═════ MATERIAL FOR THIS TASK

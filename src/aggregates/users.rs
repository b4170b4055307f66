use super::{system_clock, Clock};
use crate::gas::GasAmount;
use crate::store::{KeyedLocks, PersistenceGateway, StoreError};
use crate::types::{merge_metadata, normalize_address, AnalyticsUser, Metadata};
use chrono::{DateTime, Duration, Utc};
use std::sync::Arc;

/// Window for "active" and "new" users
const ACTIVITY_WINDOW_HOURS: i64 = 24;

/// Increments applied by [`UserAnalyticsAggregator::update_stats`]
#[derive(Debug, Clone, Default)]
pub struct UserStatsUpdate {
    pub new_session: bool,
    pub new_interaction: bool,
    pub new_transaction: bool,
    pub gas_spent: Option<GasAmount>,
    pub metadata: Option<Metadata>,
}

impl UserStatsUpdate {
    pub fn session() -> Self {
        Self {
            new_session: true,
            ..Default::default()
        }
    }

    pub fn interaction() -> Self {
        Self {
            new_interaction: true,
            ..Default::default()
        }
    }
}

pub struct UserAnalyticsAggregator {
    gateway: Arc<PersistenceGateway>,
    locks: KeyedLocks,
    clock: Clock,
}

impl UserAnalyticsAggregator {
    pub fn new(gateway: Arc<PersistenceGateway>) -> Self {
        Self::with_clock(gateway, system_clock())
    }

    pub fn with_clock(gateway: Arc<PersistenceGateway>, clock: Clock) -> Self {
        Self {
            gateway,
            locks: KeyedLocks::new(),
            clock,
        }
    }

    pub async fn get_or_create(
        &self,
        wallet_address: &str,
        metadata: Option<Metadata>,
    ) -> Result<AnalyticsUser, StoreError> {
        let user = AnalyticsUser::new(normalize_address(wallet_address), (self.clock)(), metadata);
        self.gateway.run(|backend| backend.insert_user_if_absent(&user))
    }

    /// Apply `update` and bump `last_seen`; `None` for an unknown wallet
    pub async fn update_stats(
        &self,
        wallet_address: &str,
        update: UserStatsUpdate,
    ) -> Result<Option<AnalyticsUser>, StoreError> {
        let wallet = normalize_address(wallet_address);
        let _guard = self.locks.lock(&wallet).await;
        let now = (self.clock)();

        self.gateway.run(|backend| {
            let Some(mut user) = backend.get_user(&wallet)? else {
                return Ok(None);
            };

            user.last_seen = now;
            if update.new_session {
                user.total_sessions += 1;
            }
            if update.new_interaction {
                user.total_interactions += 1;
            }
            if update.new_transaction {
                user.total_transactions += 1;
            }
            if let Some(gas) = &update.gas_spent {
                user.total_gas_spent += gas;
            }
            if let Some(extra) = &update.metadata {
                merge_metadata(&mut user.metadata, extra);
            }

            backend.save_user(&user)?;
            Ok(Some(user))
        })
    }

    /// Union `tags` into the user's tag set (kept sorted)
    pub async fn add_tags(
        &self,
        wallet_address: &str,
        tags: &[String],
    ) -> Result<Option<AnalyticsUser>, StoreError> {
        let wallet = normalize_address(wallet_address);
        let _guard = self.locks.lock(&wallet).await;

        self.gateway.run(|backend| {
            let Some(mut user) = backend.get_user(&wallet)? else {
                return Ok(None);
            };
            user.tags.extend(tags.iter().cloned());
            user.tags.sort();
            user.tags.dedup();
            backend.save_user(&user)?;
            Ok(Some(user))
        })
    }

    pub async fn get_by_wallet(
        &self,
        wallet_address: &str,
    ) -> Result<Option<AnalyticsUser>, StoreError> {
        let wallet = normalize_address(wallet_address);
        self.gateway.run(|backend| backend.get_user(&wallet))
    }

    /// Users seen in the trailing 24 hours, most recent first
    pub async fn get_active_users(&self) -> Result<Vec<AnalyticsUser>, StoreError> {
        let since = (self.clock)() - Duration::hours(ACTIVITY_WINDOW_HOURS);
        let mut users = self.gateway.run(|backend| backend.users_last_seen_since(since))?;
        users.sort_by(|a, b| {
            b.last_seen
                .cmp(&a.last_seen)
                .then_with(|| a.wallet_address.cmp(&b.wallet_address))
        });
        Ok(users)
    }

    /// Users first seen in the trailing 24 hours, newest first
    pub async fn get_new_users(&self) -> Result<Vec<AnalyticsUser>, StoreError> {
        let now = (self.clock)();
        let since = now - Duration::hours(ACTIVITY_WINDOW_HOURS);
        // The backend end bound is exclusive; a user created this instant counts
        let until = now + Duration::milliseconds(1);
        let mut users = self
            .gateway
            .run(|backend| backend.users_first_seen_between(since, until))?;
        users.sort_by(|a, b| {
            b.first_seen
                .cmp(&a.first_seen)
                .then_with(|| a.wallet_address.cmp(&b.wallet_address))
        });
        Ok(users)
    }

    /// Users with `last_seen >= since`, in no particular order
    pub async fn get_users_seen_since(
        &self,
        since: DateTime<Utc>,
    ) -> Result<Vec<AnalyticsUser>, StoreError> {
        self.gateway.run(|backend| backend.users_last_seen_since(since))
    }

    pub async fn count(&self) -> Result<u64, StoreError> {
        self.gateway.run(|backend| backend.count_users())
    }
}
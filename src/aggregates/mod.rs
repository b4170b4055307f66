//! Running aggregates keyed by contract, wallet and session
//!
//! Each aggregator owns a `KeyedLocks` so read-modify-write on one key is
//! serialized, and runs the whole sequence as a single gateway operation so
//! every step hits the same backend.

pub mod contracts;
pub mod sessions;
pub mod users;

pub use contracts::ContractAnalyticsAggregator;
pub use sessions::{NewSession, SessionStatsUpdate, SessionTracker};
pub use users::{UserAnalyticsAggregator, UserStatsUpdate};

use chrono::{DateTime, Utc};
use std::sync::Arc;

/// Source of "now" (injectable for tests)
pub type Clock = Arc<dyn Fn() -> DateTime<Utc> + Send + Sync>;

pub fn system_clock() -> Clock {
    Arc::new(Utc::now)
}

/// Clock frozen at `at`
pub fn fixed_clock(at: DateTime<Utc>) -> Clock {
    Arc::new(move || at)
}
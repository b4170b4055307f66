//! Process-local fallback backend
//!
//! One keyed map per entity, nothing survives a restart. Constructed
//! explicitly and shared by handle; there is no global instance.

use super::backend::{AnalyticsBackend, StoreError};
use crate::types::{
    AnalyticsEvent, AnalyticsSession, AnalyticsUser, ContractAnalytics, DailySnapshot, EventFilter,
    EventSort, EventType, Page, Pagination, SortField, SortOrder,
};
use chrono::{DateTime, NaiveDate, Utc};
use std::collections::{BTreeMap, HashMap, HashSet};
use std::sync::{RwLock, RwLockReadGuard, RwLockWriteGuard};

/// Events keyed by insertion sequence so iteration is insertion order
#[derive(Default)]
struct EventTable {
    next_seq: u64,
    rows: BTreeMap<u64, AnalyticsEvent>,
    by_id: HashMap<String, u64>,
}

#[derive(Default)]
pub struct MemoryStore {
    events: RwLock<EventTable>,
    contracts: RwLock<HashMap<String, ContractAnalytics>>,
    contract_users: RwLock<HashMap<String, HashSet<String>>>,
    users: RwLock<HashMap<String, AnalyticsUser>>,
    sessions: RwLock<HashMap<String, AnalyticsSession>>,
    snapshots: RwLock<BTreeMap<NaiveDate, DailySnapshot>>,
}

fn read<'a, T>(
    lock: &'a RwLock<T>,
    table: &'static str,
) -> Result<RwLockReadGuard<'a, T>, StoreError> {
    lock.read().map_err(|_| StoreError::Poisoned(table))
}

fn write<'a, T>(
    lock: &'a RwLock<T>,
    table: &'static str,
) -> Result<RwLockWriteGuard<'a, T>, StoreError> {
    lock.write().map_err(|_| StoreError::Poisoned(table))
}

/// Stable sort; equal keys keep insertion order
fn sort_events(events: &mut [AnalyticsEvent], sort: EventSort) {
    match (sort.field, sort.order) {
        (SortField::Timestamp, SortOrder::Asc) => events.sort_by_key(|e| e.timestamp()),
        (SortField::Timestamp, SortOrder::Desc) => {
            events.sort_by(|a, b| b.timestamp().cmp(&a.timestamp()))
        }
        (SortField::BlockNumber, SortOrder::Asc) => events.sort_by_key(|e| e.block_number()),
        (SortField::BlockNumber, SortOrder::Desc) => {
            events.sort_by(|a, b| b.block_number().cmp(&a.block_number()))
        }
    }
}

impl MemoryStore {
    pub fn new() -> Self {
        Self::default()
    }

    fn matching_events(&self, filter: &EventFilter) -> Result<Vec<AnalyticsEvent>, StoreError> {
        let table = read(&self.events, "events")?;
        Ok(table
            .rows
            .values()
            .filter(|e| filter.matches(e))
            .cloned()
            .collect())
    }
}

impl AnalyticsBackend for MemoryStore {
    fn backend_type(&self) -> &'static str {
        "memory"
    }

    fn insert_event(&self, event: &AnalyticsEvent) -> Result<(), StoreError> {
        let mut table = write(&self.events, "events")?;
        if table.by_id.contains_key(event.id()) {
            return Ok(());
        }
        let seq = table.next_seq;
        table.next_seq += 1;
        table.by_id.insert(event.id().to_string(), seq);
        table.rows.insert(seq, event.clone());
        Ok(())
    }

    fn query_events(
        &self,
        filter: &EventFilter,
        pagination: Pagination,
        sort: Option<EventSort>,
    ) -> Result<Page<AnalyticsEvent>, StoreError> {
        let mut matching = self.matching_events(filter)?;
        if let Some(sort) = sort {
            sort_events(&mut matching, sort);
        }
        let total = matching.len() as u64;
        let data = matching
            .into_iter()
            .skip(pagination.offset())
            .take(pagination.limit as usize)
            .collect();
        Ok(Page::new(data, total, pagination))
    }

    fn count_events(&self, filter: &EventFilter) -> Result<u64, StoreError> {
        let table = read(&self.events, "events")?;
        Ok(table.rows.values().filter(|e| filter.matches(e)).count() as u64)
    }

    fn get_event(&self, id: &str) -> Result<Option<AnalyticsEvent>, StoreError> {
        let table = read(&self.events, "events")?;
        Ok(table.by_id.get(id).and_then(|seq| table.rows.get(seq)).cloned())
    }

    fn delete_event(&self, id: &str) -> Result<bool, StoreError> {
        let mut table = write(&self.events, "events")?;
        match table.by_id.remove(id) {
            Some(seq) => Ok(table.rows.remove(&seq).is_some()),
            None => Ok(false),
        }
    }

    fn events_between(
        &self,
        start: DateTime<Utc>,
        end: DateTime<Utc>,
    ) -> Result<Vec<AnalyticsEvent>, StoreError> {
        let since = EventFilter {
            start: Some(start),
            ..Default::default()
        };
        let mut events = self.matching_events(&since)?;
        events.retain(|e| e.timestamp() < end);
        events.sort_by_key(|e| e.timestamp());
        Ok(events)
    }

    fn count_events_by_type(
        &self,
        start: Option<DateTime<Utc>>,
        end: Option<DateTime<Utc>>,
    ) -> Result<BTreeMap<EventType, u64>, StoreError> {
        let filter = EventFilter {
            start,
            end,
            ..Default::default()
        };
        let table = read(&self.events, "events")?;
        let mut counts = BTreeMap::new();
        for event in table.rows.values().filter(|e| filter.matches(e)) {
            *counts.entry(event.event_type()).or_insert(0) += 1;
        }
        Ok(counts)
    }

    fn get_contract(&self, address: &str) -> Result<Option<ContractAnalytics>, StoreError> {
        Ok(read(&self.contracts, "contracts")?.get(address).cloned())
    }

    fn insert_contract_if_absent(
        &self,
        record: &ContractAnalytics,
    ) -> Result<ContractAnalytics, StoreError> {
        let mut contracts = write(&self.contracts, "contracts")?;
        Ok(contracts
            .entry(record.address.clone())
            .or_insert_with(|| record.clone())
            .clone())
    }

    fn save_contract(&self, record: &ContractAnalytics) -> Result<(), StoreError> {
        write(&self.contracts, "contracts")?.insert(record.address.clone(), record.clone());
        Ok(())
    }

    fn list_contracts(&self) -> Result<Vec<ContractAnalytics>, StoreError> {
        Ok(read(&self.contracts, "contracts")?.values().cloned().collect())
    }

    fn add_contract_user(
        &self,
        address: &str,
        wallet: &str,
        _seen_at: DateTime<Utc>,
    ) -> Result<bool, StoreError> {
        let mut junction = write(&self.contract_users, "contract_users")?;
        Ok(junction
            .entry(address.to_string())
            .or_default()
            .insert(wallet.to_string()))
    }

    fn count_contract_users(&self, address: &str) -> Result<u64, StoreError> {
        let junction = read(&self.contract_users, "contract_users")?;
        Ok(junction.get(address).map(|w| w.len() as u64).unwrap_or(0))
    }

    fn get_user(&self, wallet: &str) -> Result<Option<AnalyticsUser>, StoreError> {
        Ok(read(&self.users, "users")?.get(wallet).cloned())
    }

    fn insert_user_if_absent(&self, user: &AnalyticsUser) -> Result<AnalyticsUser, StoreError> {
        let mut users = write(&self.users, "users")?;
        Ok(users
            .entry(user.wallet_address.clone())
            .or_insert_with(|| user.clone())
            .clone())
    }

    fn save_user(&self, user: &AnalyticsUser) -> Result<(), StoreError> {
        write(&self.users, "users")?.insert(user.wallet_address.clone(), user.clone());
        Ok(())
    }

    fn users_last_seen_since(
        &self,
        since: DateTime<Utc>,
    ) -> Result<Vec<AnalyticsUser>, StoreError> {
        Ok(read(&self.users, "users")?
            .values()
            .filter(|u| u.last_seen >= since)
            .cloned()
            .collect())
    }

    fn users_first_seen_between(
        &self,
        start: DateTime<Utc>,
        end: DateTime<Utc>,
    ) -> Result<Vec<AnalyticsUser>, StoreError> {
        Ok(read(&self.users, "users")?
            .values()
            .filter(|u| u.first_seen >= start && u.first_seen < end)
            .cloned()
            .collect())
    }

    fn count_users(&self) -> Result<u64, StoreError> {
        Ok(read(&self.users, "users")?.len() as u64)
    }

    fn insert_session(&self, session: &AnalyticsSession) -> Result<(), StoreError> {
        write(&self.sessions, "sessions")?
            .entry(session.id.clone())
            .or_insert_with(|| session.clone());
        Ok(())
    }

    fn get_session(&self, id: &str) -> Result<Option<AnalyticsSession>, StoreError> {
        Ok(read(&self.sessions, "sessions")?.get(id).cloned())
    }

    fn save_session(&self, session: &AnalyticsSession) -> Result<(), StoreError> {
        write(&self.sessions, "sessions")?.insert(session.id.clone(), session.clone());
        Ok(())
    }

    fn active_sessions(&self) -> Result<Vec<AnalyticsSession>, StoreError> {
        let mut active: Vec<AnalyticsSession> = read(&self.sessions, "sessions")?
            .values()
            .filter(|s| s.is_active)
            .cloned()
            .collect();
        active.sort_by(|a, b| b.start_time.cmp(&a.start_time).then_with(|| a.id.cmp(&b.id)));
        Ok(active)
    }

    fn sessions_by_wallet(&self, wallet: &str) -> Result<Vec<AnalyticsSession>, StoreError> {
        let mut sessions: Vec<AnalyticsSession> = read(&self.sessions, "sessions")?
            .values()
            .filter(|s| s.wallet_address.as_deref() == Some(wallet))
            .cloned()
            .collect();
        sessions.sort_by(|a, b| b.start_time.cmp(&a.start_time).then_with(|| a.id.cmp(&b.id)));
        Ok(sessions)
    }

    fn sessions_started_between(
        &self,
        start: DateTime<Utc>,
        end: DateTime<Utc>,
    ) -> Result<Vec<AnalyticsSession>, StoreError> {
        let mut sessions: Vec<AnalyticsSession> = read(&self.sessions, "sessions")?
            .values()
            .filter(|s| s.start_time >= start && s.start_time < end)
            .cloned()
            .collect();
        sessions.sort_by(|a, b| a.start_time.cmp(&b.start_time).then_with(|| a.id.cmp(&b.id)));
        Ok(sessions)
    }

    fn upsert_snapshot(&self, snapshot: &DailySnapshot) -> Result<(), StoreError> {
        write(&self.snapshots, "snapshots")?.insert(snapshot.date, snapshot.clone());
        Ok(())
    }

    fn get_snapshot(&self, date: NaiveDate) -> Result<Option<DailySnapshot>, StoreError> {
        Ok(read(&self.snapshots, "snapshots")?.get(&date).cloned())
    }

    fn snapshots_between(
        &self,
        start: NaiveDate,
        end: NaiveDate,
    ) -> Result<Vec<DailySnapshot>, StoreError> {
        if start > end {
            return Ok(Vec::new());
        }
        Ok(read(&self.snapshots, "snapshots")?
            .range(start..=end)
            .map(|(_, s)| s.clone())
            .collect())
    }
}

══════════

Copy the lines from the entries above in which the word "PersistenceGateway" appears.

use crate::store::{KeyedLocks, PersistenceGateway, StoreError};
    gateway: Arc<PersistenceGateway>,
    pub fn new(gateway: Arc<PersistenceGateway>) -> Self {
    pub fn with_clock(gateway: Arc<PersistenceGateway>, clock: Clock) -> Self {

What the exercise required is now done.